Olaylar Ve Görüşler

Yeni yılda dış politika müjdesi - Taner BAYTOK

10 Ocak 2023 Salı

Suriye ile ilişkileri düzeltme gayretlerinin itina, özveri ve sabır istediği muhakkaktır. Türkiye ve Suriye cumhurbaşkanları bugüne kadar yaşananlar yüzünden geçmişi unutmakta zorlanacaklardır. Ayrıca Türkiye-Suriye ilişkilerinin ABD ve Rusya’nın müdahalesi olmadan, onları tatmin edecek yollar bulunmadan, Türkiye ile Suriye arasında görüşülerek sonuca bağlanabileceğini düşünmek de bir hayaldir. Nitekim ABD Dışişleri Türkiye ile Suriye dışişleri bakanlarının toplanacağı haberleri üzerine, ABD’nin böyle bir müzakereye iyi bakmadığını açıklamıştır. 
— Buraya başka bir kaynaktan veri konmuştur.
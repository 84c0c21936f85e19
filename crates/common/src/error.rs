//! Error types for arcana.

use axum::{
    Json,
    http::StatusCode,
    response::{IntoResponse, Response},
};
use serde_json::json;
use thiserror::Error;

/// Application result type.
pub type AppResult<T> = Result<T, AppError>;

/// Application error type.
#[derive(Debug, Error)]
pub enum AppError {
    // === Client Errors ===
    #[error("Not found: {0}")]
    NotFound(String),

    #[error("User not found: {0}")]
    UserNotFound(String),

    #[error("Post not found: {0}")]
    PostNotFound(String),

    #[error("Unauthorized")]
    Unauthorized,

    #[error("Forbidden")]
    Forbidden,

    #[error("Bad request: {0}")]
    BadRequest(String),

    #[error("Validation error: {0}")]
    Validation(String),

    /// Rating value outside the allowed [0.0, 5.0] range.
    #[error("Rating out of range: {0}")]
    OutOfRange(f64),

    #[error("Conflict: {0}")]
    Conflict(String),

    // === Server Errors ===
    #[error("Database error: {0}")]
    Database(String),

    #[error("Email error: {0}")]
    Email(String),

    #[error("Configuration error: {0}")]
    Config(String),

    #[error("Internal error: {0}")]
    Internal(String),
}

impl AppError {
    /// Returns the HTTP status code for this error.
    #[must_use]
    pub const fn status_code(&self) -> StatusCode {
        match self {
            // 4xx Client Errors
            Self::NotFound(_) | Self::UserNotFound(_) | Self::PostNotFound(_) => {
                StatusCode::NOT_FOUND
            }
            Self::Unauthorized => StatusCode::UNAUTHORIZED,
            Self::Forbidden => StatusCode::FORBIDDEN,
            Self::BadRequest(_) | Self::Validation(_) | Self::OutOfRange(_) => {
                StatusCode::BAD_REQUEST
            }
            Self::Conflict(_) => StatusCode::CONFLICT,

            // 5xx Server Errors
            Self::Database(_) | Self::Email(_) | Self::Config(_) | Self::Internal(_) => {
                StatusCode::INTERNAL_SERVER_ERROR
            }
        }
    }

    /// Returns the error code for API responses.
    #[must_use]
    pub const fn error_code(&self) -> &'static str {
        match self {
            Self::NotFound(_) => "NOT_FOUND",
            Self::UserNotFound(_) => "USER_NOT_FOUND",
            Self::PostNotFound(_) => "POST_NOT_FOUND",
            Self::Unauthorized => "UNAUTHORIZED",
            Self::Forbidden => "FORBIDDEN",
            Self::BadRequest(_) => "BAD_REQUEST",
            Self::Validation(_) => "VALIDATION_ERROR",
            Self::OutOfRange(_) => "RATING_OUT_OF_RANGE",
            Self::Conflict(_) => "CONFLICT",
            Self::Database(_) => "DATABASE_ERROR",
            Self::Email(_) => "EMAIL_ERROR",
            Self::Config(_) => "CONFIG_ERROR",
            Self::Internal(_) => "INTERNAL_ERROR",
        }
    }

    /// Returns whether this error should be logged at error level.
    #[must_use]
    pub fn is_server_error(&self) -> bool {
        self.status_code().is_server_error()
    }
}

impl IntoResponse for AppError {
    fn into_response(self) -> Response {
        let status = self.status_code();
        let code = self.error_code();

        // Log server errors
        if self.is_server_error() {
            tracing::error!(error = %self, code = code, "Server error occurred");
        } else {
            tracing::debug!(error = %self, code = code, "Client error occurred");
        }

        let body = Json(json!({
            "error": {
                "code": code,
                "message": self.to_string(),
            }
        }));

        (status, body).into_response()
    }
}

// === From implementations ===

impl From<validator::ValidationErrors> for AppError {
    fn from(err: validator::ValidationErrors) -> Self {
        Self::Validation(err.to_string())
    }
}

impl From<config::ConfigError> for AppError {
    fn from(err: config::ConfigError) -> Self {
        Self::Config(err.to_string())
    }
}

impl From<anyhow::Error> for AppError {
    fn from(err: anyhow::Error) -> Self {
        Self::Internal(err.to_string())
    }
}

#[cfg(test)]
mod tests {
    use super::*;

    #[test]
    fn test_out_of_range_maps_to_bad_request() {
        let err = AppError::OutOfRange(7.5);
        assert_eq!(err.status_code(), StatusCode::BAD_REQUEST);
        assert_eq!(err.error_code(), "RATING_OUT_OF_RANGE");
    }

    #[test]
    fn test_conflict_maps_to_409() {
        let err = AppError::Conflict("already subscribed".to_string());
        assert_eq!(err.status_code(), StatusCode::CONFLICT);
        assert!(!err.is_server_error());
    }

    #[test]
    fn test_forbidden_maps_to_403() {
        let err = AppError::Forbidden;
        assert_eq!(err.status_code(), StatusCode::FORBIDDEN);
        assert_eq!(err.error_code(), "FORBIDDEN");
        assert!(matches!(err, AppError::Forbidden));
    }

    #[test]
    fn test_database_is_server_error() {
        let err = AppError::Database("connection refused".to_string());
        assert!(err.is_server_error());
    }
}
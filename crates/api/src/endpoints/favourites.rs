//! Favourite (subscription) endpoints.

use axum::{
    extract::{Path, State},
    routing::{get, put},
    Router,
};
use arcana_common::AppResult;
use serde::Serialize;

use crate::{
    extractors::AuthUser,
    middleware::AppState,
    response::{ok, ApiResponse},
};

/// Subscription state response.
#[derive(Debug, Serialize)]
#[serde(rename_all = "camelCase")]
pub struct SubscriptionResponse {
    pub subscribed_to_id: String,
    pub subscribed: bool,
}

/// Subscription/subscriber counts.
#[derive(Debug, Serialize)]
#[serde(rename_all = "camelCase")]
pub struct CountsResponse {
    pub subscriptions: u64,
    pub subscribers: u64,
}

/// Subscribe to a user.
async fn subscribe(
    AuthUser(user): AuthUser,
    State(state): State<AppState>,
    Path(id): Path<String>,
) -> AppResult<ApiResponse<SubscriptionResponse>> {
    let edge = state.favourite_service.subscribe(&user.id, &id).await?;
    Ok(ApiResponse::ok(SubscriptionResponse {
        subscribed_to_id: edge.subscribed_to_id,
        subscribed: true,
    }))
}

/// Unsubscribe from a user.
async fn unsubscribe(
    AuthUser(user): AuthUser,
    State(state): State<AppState>,
    Path(id): Path<String>,
) -> AppResult<impl axum::response::IntoResponse> {
    state.favourite_service.unsubscribe(&user.id, &id).await?;
    Ok(ok())
}

/// Whether the caller is subscribed to a user.
async fn status(
    AuthUser(user): AuthUser,
    State(state): State<AppState>,
    Path(id): Path<String>,
) -> AppResult<ApiResponse<SubscriptionResponse>> {
    let subscribed = state.favourite_service.is_subscribed(&user.id, &id).await?;
    Ok(ApiResponse::ok(SubscriptionResponse {
        subscribed_to_id: id,
        subscribed,
    }))
}

/// The caller's subscription and subscriber counts.
async fn counts(
    AuthUser(user): AuthUser,
    State(state): State<AppState>,
) -> AppResult<ApiResponse<CountsResponse>> {
    let (subscriptions, subscribers) = state.favourite_service.counts(&user.id).await?;
    Ok(ApiResponse::ok(CountsResponse {
        subscriptions,
        subscribers,
    }))
}

pub fn router() -> Router<AppState> {
    Router::new()
        .route("/counts", get(counts))
        .route("/{id}", put(subscribe).delete(unsubscribe).get(status))
}
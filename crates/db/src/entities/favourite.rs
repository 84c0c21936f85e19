//! Favourite entity (directed user-to-user subscription edge).

use sea_orm::entity::prelude::*;
use serde::{Deserialize, Serialize};

#[derive(Clone, Debug, PartialEq, Eq, DeriveEntityModel, Serialize, Deserialize)]
#[sea_orm(table_name = "favourite")]
pub struct Model {
    #[sea_orm(primary_key, auto_increment = false)]
    pub id: String,

    /// The user who subscribed
    pub subscriber_id: String,

    /// The user being subscribed to
    pub subscribed_to_id: String,

    pub created_at: DateTimeWithTimeZone,
}

#[derive(Copy, Clone, Debug, EnumIter, DeriveRelation)]
pub enum Relation {
    #[sea_orm(
        belongs_to = "super::user::Entity",
        from = "Column::SubscriberId",
        to = "super::user::Column::Id",
        on_delete = "Cascade"
    )]
    Subscriber,

    #[sea_orm(
        belongs_to = "super::user::Entity",
        from = "Column::SubscribedToId",
        to = "super::user::Column::Id",
        on_delete = "Cascade"
    )]
    SubscribedTo,
}

impl ActiveModelBehavior for ActiveModel {}
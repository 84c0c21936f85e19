//! Create notification table migration.

use sea_orm_migration::prelude::*;

#[derive(DeriveMigrationName)]
pub struct Migration;

#[async_trait::async_trait]
impl MigrationTrait for Migration {
    async fn up(&self, manager: &SchemaManager) -> Result<(), DbErr> {
        manager
            .create_table(
                Table::create()
                    .table(Notification::Table)
                    .if_not_exists()
                    .col(
                        ColumnDef::new(Notification::Id)
                            .string_len(32)
                            .not_null()
                            .primary_key(),
                    )
                    .col(
                        ColumnDef::new(Notification::UserId)
                            .string_len(32)
                            .not_null(),
                    )
                    .col(
                        ColumnDef::new(Notification::RelatedUserId)
                            .string_len(32)
                            .null(),
                    )
                    .col(
                        ColumnDef::new(Notification::NotificationType)
                            .string_len(20)
                            .not_null(),
                    )
                    .col(ColumnDef::new(Notification::Title).string_len(255).not_null())
                    .col(ColumnDef::new(Notification::Message).text().not_null())
                    .col(
                        ColumnDef::new(Notification::IsRead)
                            .boolean()
                            .not_null()
                            .default(false),
                    )
                    .col(
                        ColumnDef::new(Notification::CreatedAt)
                            .timestamp_with_time_zone()
                            .not_null()
                            .default(Expr::current_timestamp()),
                    )
                    .foreign_key(
                        ForeignKey::create()
                            .name("fk_notification_user")
                            .from(Notification::Table, Notification::UserId)
                            .to(User::Table, User::Id)
                            .on_delete(ForeignKeyAction::Cascade),
                    )
                    .foreign_key(
                        ForeignKey::create()
                            .name("fk_notification_related_user")
                            .from(Notification::Table, Notification::RelatedUserId)
                            .to(User::Table, User::Id)
                            .on_delete(ForeignKeyAction::SetNull),
                    )
                    .to_owned(),
            )
            .await?;

        manager
            .create_index(
                Index::create()
                    .name("idx_notification_user")
                    .table(Notification::Table)
                    .col(Notification::UserId)
                    .to_owned(),
            )
            .await?;

        manager
            .create_index(
                Index::create()
                    .name("idx_notification_user_read")
                    .table(Notification::Table)
                    .col(Notification::UserId)
                    .col(Notification::IsRead)
                    .to_owned(),
            )
            .await?;

        Ok(())
    }

    async fn down(&self, manager: &SchemaManager) -> Result<(), DbErr> {
        manager
            .drop_table(Table::drop().table(Notification::Table).to_owned())
            .await
    }
}

#[derive(Iden)]
enum Notification {
    Table,
    Id,
    UserId,
    RelatedUserId,
    NotificationType,
    Title,
    Message,
    IsRead,
    CreatedAt,
}

#[derive(Iden)]
enum User {
    Table,
    Id,
}
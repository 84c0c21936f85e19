//! User story (activity history) endpoints.

use axum::{
    extract::{Path, Query, State},
    routing::get,
    Json, Router,
};
use arcana_common::{AppError, AppResult};
use arcana_core::RecordStoryInput;
use arcana_db::{
    entities::user_story::{self, StoryCategory},
    repositories::StoryFilter,
};
use chrono::{DateTime, FixedOffset};
use serde::{Deserialize, Serialize};

use crate::{
    extractors::AuthUser,
    middleware::AppState,
    response::{ok, ApiResponse, Page},
};

/// Story response.
#[derive(Debug, Serialize)]
#[serde(rename_all = "camelCase")]
pub struct StoryResponse {
    pub id: String,
    pub content: String,
    pub category: StoryCategory,
    pub created_at: String,
}

impl From<user_story::Model> for StoryResponse {
    fn from(story: user_story::Model) -> Self {
        Self {
            id: story.id,
            content: story.content,
            category: story.category,
            created_at: story.created_at.to_rfc3339(),
        }
    }
}

/// Story listing query.
#[derive(Debug, Default, Deserialize)]
#[serde(rename_all = "camelCase")]
pub struct StoryQuery {
    pub category: Option<String>,
    pub date_from: Option<DateTime<FixedOffset>>,
    pub date_to: Option<DateTime<FixedOffset>>,
}

/// List the caller's activity history.
async fn list(
    AuthUser(user): AuthUser,
    State(state): State<AppState>,
    Query(query): Query<StoryQuery>,
) -> AppResult<ApiResponse<Page<StoryResponse>>> {
    let category = match &query.category {
        Some(raw) => Some(
            StoryCategory::parse(raw)
                .ok_or_else(|| AppError::BadRequest(format!("Unknown category: {raw}")))?,
        ),
        None => None,
    };

    let filter = StoryFilter {
        category,
        date_from: query.date_from,
        date_to: query.date_to,
    };

    let (stories, total) = state.story_service.list(&user.id, &filter).await?;
    Ok(ApiResponse::ok(Page {
        items: stories.into_iter().map(Into::into).collect(),
        total,
    }))
}

/// Record a story in the caller's history.
async fn create(
    AuthUser(user): AuthUser,
    State(state): State<AppState>,
    Json(input): Json<RecordStoryInput>,
) -> AppResult<ApiResponse<StoryResponse>> {
    let story = state.story_service.create(&user.id, input).await?;
    Ok(ApiResponse::ok(story.into()))
}

/// Get one of the caller's stories.
async fn show(
    AuthUser(user): AuthUser,
    State(state): State<AppState>,
    Path(id): Path<String>,
) -> AppResult<ApiResponse<StoryResponse>> {
    let story = state
        .story_service
        .get(&user.id, user.is_admin, &id)
        .await?;
    Ok(ApiResponse::ok(story.into()))
}

/// Delete one of the caller's stories.
async fn delete(
    AuthUser(user): AuthUser,
    State(state): State<AppState>,
    Path(id): Path<String>,
) -> AppResult<impl axum::response::IntoResponse> {
    state
        .story_service
        .delete(&user.id, user.is_admin, &id)
        .await?;
    Ok(ok())
}

pub fn router() -> Router<AppState> {
    Router::new()
        .route("/", get(list).post(create))
        .route("/{id}", get(show).delete(delete))
}
//! Create privacy_policy table migration.

use sea_orm_migration::prelude::*;

#[derive(DeriveMigrationName)]
pub struct Migration;

#[async_trait::async_trait]
impl MigrationTrait for Migration {
    async fn up(&self, manager: &SchemaManager) -> Result<(), DbErr> {
        manager
            .create_table(
                Table::create()
                    .table(PrivacyPolicy::Table)
                    .if_not_exists()
                    .col(
                        ColumnDef::new(PrivacyPolicy::Id)
                            .string_len(32)
                            .not_null()
                            .primary_key(),
                    )
                    .col(
                        ColumnDef::new(PrivacyPolicy::Title)
                            .string_len(255)
                            .not_null(),
                    )
                    .col(ColumnDef::new(PrivacyPolicy::Content).text().not_null())
                    .col(
                        ColumnDef::new(PrivacyPolicy::IsActive)
                            .boolean()
                            .not_null()
                            .default(true),
                    )
                    .col(
                        ColumnDef::new(PrivacyPolicy::CreatedAt)
                            .timestamp_with_time_zone()
                            .not_null()
                            .default(Expr::current_timestamp()),
                    )
                    .col(
                        ColumnDef::new(PrivacyPolicy::UpdatedAt)
                            .timestamp_with_time_zone()
                            .not_null()
                            .default(Expr::current_timestamp()),
                    )
                    .to_owned(),
            )
            .await?;

        manager
            .create_index(
                Index::create()
                    .name("idx_privacy_policy_active")
                    .table(PrivacyPolicy::Table)
                    .col(PrivacyPolicy::IsActive)
                    .to_owned(),
            )
            .await?;

        Ok(())
    }

    async fn down(&self, manager: &SchemaManager) -> Result<(), DbErr> {
        manager
            .drop_table(Table::drop().table(PrivacyPolicy::Table).to_owned())
            .await
    }
}

#[derive(Iden)]
enum PrivacyPolicy {
    Table,
    Id,
    Title,
    Content,
    IsActive,
    CreatedAt,
    UpdatedAt,
}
1980’li yıllarda sözde yumuşama süreci Türkiye’ye bir yarar sağlamamıştır. Bu dönemde, Batılılara göre, Türkiye’de Kuran’a inandığı kadar Batı medeniyetine de vâkıf, gerçek aydınlara dayanan bir toplum yaratıldığı takdirde, böyle bir Türkiye’nin diğer Müslüman ülkelerin de liderliğini üstleneceği ve bağnaz din yanlılarının kontrol altına alınarak Batı için tehlike olmalarına engel olacağı görüşü uygulanmaya konmak istenmiştir. Böylece Türkiye Ortadoğu bataklığına dini liderlik vaatleriyle itilmiştir. Bu durum Türkiye’ye hiçbir yarar sağlamamış, bütün dünyayı karşımıza almak, Avrupa’dan uzaklaşmak sonucunu doğururken Arap ülkeleriyle yürüttüğümüz karşılıklı anlayışa dayanan politikalarımızın bozulmasına da neden olmuştur. Bu yaklaşıma Turgut Özal “Bir koy üç al” hevesiyle sarılmıştır. AKP döneminde bu sağlıksız ilişkiler daha da ileriye gitmiştir.

ABD İLE İLİŞKİLER

Amerikan kaynakları Türkiye-ABD ilişkilerindeki değişikliği şu üç sebebe bağlamaktadır: 

- Türkiye’nin Rusya’yla geliştirdiği ilişkiler,

- Erdoğan’ın Amerika’nın Suriye’deki Kürt dostlarına karşı giriştiği saldırılar,

- Erdoğan’ın, 2016’da gerçekleştirilen darbe girişiminin arkasında ABD’nin olduğuna inancı. 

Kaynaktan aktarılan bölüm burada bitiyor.